The pipeline is a lousy idea for multiple reasons, like refining the oil in Texas instead of near where it’s extracted in Alberta, or even in the nearer states, is a pretty dead giveaway the oil is going overseas — if you’re clinging to the notion it will increase US supplies, get that out of your head. In fact, that might reduce gasoline supplies in the Midwest where we get oil from Canada now. There are all sorts of local pollution risks along the pipeline’s route, even if Nebraska is mollified about its most vulnerable aquifers. Above all of course, the production of oil from tar sands produces a lot more carbon dioxide than conventional oil. Yet for all that, Obama is clearly serious about “all of the above”, meaning he has made serious progress on green energy, but he believes in increased fossil fuel production too. No wonder he’s susceptible to the pressure he’s receiving to approve the pipeline.
But maybe there’s a compromise suggested by the proposal to fund green energy with oil and gas leasing — a pipeline tax. Maybe not all pipelines, but at least those pipelines carrying tar sands oil. The tax shouldn’t just cover the public costs of leaks, but the revenue should be dedicated to green energy research and subsidies. Maybe the tax would be so much per mile per year. How much is so much?

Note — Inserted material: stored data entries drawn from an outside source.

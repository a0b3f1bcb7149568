//! Single substitution events and raw token classification.
//!
//! A row's raw identifier cell is broken into tokens, and each token parses
//! into either a special marker or one structured substitution event:
//!
//! - [`NucleotideEvent`]: `c.4T>G`, `c.5=`, `n.-12A>C`
//! - [`ProteinEvent`]: `p.Leu2Gly`, `p.Met1=`

mod parser;

pub use parser::{parse_nucleotide_token, parse_protein_token, parse_token};

use crate::error::MaveError;
use crate::sequence::{AminoAcid, Base};
use serde::{Deserialize, Serialize};
use std::fmt;

/// Wild-type marker.
pub const WILD_TYPE: &str = "_wt";
/// Synonymous marker for changes with unspecified position.
pub const SYNONYMOUS: &str = "_sy";

/// A "no information" token that passes through unparsed.
#[derive(Debug, Clone, Copy, PartialEq, Eq, Hash, Serialize, Deserialize)]
pub enum SpecialVariant {
    WildType,
    Synonymous,
}

impl SpecialVariant {
    pub fn parse(token: &str) -> Option<Self> {
        match token.trim() {
            WILD_TYPE => Some(Self::WildType),
            SYNONYMOUS => Some(Self::Synonymous),
            _ => None,
        }
    }

    pub fn as_str(&self) -> &'static str {
        match self {
            Self::WildType => WILD_TYPE,
            Self::Synonymous => SYNONYMOUS,
        }
    }
}

impl fmt::Display for SpecialVariant {
    fn fmt(&self, f: &mut fmt::Formatter<'_>) -> fmt::Result {
        f.write_str(self.as_str())
    }
}

/// Whether a token describes DNA or protein.
#[derive(Debug, Clone, Copy, PartialEq, Eq, Hash, Serialize, Deserialize)]
pub enum EventClass {
    Nucleotide,
    Protein,
}

impl EventClass {
    pub fn name(&self) -> &'static str {
        match self {
            Self::Nucleotide => "nucleotide",
            Self::Protein => "protein",
        }
    }
}

/// Nucleotide coordinate system of an event (`c.`, `n.`, `g.`, `m.`, `o.`).
#[derive(Debug, Clone, Copy, PartialEq, Eq, Hash, Serialize, Deserialize)]
pub enum CoordinatePrefix {
    Coding,
    NonCoding,
    Genomic,
    Mitochondrial,
    Circular,
}

impl CoordinatePrefix {
    pub fn from_char(c: char) -> Option<Self> {
        match c {
            'c' => Some(Self::Coding),
            'n' => Some(Self::NonCoding),
            'g' => Some(Self::Genomic),
            'm' => Some(Self::Mitochondrial),
            'o' => Some(Self::Circular),
            _ => None,
        }
    }

    pub fn as_char(&self) -> char {
        match self {
            Self::Coding => 'c',
            Self::NonCoding => 'n',
            Self::Genomic => 'g',
            Self::Mitochondrial => 'm',
            Self::Circular => 'o',
        }
    }

    pub fn is_coding(&self) -> bool {
        matches!(self, Self::Coding)
    }
}

impl fmt::Display for CoordinatePrefix {
    fn fmt(&self, f: &mut fmt::Formatter<'_>) -> fmt::Result {
        write!(f, "{}.", self.as_char())
    }
}

/// One nucleotide substitution, or a silent position (`N=`).
///
/// Silent events either carry no bases or carry equal reference and
/// alternate bases; a non-silent event always has differing bases.
#[derive(Debug, Clone, Copy, PartialEq, Eq, Hash, Serialize, Deserialize)]
pub struct NucleotideEvent {
    prefix: CoordinatePrefix,
    position: i64,
    reference: Option<Base>,
    alternate: Option<Base>,
    silent: bool,
}

impl NucleotideEvent {
    /// A substitution; equal bases produce a silent event.
    pub fn substitution(
        prefix: CoordinatePrefix,
        position: i64,
        reference: Base,
        alternate: Base,
    ) -> Self {
        Self {
            prefix,
            position,
            reference: Some(reference),
            alternate: Some(alternate),
            silent: reference == alternate,
        }
    }

    /// The `N=` form.
    pub fn unchanged(prefix: CoordinatePrefix, position: i64) -> Self {
        Self {
            prefix,
            position,
            reference: None,
            alternate: None,
            silent: true,
        }
    }

    pub fn prefix(&self) -> CoordinatePrefix {
        self.prefix
    }

    pub fn position(&self) -> i64 {
        self.position
    }

    pub fn reference(&self) -> Option<Base> {
        self.reference
    }

    pub fn alternate(&self) -> Option<Base> {
        self.alternate
    }

    pub fn is_silent(&self) -> bool {
        self.silent
    }

    /// Same event at another position.
    pub fn with_position(&self, position: i64) -> Self {
        Self { position, ..*self }
    }

    /// 1-based codon number, or `None` for positions before the first base.
    pub fn codon_number(&self) -> Option<i64> {
        (self.position >= 1).then(|| (self.position - 1) / 3 + 1)
    }

    /// Position within the codon (1..=3).
    pub fn frame(&self) -> Option<usize> {
        self.codon_number()
            .and_then(|codon| usize::try_from(self.position - 3 * (codon - 1)).ok())
    }

    /// Edit without the prefix (`4T>G`, `5=`).
    pub fn edit(&self) -> String {
        match (self.silent, self.reference, self.alternate) {
            (false, Some(r), Some(a)) => format!("{}{}>{}", self.position, r, a),
            _ => format!("{}=", self.position),
        }
    }
}

impl fmt::Display for NucleotideEvent {
    fn fmt(&self, f: &mut fmt::Formatter<'_>) -> fmt::Result {
        write!(f, "{}{}", self.prefix, self.edit())
    }
}

/// One protein substitution, or a silent residue (`Met1=`).
#[derive(Debug, Clone, Copy, PartialEq, Eq, Hash, Serialize, Deserialize)]
pub struct ProteinEvent {
    position: i64,
    reference: AminoAcid,
    alternate: AminoAcid,
    silent: bool,
}

impl ProteinEvent {
    /// A substitution; equal residues produce a silent event.
    pub fn substitution(
        position: i64,
        reference: AminoAcid,
        alternate: AminoAcid,
    ) -> Result<Self, MaveError> {
        check_protein_position(position)?;
        Ok(Self {
            position,
            reference,
            alternate,
            silent: reference == alternate,
        })
    }

    /// A silent residue at `position`.
    pub fn synonymous(position: i64, reference: AminoAcid) -> Result<Self, MaveError> {
        Self::substitution(position, reference, reference)
    }

    pub fn position(&self) -> i64 {
        self.position
    }

    pub fn reference(&self) -> AminoAcid {
        self.reference
    }

    pub fn alternate(&self) -> AminoAcid {
        self.alternate
    }

    pub fn is_silent(&self) -> bool {
        self.silent
    }

    /// Move the event; positions below 1 are rejected and leave it unchanged.
    pub fn set_position(&mut self, position: i64) -> Result<(), MaveError> {
        check_protein_position(position)?;
        self.position = position;
        Ok(())
    }

    pub fn with_position(&self, position: i64) -> Result<Self, MaveError> {
        let mut moved = *self;
        moved.set_position(position)?;
        Ok(moved)
    }

    /// Edit without the prefix (`Leu5Gly`, `Met1=`).
    pub fn edit(&self) -> String {
        if self.silent {
            format!("{}{}=", self.reference, self.position)
        } else {
            format!("{}{}{}", self.reference, self.position, self.alternate)
        }
    }
}

impl fmt::Display for ProteinEvent {
    fn fmt(&self, f: &mut fmt::Formatter<'_>) -> fmt::Result {
        write!(f, "p.{}", self.edit())
    }
}

fn check_protein_position(position: i64) -> Result<(), MaveError> {
    if position < 1 {
        return Err(MaveError::InvalidPosition {
            position,
            msg: "protein positions start at 1".to_string(),
        });
    }
    Ok(())
}

/// A parsed nucleotide-column token.
#[derive(Debug, Clone, Copy, PartialEq, Eq)]
pub enum NucleotideToken {
    Special(SpecialVariant),
    Event(NucleotideEvent),
}

/// A parsed protein-column token.
#[derive(Debug, Clone, Copy, PartialEq, Eq)]
pub enum ProteinToken {
    Special(SpecialVariant),
    /// `p.=`: silent, but without the residue or position.
    UnresolvedSilent,
    Event(ProteinEvent),
}

/// A parsed token of either class.
#[derive(Debug, Clone, Copy, PartialEq, Eq)]
pub enum Token {
    Nucleotide(NucleotideToken),
    Protein(ProteinToken),
}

I don’t know, though if the science deniers, oil companies, Transcanada, and the prime minister* who is turning Canada into a petrostate aren’t screaming in pain, then it’s not high enough.
So they would get their pipeline and get their oil shipped overseas, but at the cost of funding oil’s obsolescence.
*The prime minister of Canada is Stephen Harper, whom I refer to affectionately as “George Bush’s Mini-Me”.